PROBLEM DETAILS >> Each line of the material below that holds the word "Float" needs to be copied.

○ ○ ○

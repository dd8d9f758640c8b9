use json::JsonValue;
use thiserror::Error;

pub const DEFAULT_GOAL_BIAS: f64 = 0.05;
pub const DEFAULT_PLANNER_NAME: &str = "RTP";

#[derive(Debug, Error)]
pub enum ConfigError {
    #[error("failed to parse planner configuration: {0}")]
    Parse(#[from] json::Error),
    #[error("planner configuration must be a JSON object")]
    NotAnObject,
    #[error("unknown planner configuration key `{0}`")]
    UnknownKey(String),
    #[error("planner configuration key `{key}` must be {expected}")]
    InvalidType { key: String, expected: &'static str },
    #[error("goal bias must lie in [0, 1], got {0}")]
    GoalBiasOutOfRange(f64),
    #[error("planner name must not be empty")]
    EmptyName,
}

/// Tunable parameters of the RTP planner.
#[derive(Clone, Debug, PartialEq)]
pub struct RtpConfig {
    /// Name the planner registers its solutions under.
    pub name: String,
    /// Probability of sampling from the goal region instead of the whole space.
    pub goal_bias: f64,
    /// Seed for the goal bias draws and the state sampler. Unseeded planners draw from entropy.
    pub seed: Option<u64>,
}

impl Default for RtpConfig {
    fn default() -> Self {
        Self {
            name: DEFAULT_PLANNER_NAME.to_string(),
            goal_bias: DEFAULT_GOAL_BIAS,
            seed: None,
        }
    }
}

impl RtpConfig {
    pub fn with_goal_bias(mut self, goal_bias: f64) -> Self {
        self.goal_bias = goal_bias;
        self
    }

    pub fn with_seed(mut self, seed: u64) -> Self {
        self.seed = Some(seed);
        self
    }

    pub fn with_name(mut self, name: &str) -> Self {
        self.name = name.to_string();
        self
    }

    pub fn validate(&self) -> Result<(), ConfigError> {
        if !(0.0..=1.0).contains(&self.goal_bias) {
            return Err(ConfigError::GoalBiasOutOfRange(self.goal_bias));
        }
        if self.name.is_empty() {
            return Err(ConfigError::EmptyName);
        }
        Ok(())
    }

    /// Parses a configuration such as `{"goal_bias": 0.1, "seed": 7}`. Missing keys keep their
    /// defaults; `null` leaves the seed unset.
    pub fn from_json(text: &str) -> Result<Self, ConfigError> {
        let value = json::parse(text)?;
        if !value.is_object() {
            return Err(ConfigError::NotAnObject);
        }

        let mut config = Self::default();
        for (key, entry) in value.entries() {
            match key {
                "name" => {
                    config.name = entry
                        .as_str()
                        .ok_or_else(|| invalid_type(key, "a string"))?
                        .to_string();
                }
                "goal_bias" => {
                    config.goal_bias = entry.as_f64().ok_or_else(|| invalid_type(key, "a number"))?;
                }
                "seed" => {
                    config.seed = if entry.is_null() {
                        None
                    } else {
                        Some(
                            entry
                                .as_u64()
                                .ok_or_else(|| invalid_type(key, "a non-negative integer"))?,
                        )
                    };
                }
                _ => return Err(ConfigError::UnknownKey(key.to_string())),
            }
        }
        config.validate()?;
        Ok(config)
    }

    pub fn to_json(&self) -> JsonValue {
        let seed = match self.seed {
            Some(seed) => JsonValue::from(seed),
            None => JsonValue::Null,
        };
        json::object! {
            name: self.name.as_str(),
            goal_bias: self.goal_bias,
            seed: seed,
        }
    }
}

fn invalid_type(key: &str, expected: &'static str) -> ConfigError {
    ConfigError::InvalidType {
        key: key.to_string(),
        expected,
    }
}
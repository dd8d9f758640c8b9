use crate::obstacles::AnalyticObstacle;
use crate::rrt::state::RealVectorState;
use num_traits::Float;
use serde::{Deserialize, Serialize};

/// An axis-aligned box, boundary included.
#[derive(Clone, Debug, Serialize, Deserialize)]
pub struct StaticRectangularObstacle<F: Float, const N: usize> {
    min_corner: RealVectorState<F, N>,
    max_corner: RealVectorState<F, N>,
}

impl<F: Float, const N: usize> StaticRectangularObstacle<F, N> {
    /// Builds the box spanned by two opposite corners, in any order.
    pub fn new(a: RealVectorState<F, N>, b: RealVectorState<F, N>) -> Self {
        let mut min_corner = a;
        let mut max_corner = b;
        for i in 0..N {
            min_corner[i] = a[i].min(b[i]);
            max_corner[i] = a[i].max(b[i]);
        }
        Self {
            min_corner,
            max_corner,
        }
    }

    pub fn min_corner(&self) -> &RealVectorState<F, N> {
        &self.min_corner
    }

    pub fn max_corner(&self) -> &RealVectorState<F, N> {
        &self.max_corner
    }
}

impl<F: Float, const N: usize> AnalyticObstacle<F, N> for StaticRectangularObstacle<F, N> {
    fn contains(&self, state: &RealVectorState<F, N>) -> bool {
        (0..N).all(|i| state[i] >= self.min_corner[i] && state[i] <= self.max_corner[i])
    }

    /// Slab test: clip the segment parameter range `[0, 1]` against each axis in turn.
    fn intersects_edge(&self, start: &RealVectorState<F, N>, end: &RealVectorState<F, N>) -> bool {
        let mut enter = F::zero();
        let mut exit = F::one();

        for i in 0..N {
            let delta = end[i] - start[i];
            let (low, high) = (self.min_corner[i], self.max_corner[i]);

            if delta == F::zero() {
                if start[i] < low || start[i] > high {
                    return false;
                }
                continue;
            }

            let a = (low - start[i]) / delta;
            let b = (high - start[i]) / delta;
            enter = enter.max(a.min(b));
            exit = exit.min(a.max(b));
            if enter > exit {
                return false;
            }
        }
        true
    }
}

○ ○ ○

YOUR SOLUTION >>
use num_traits::Float;
pub struct StaticRectangularObstacle<F: Float, const N: usize> {
impl<F: Float, const N: usize> StaticRectangularObstacle<F, N> {
impl<F: Float, const N: usize> AnalyticObstacle<F, N> for StaticRectangularObstacle<F, N> {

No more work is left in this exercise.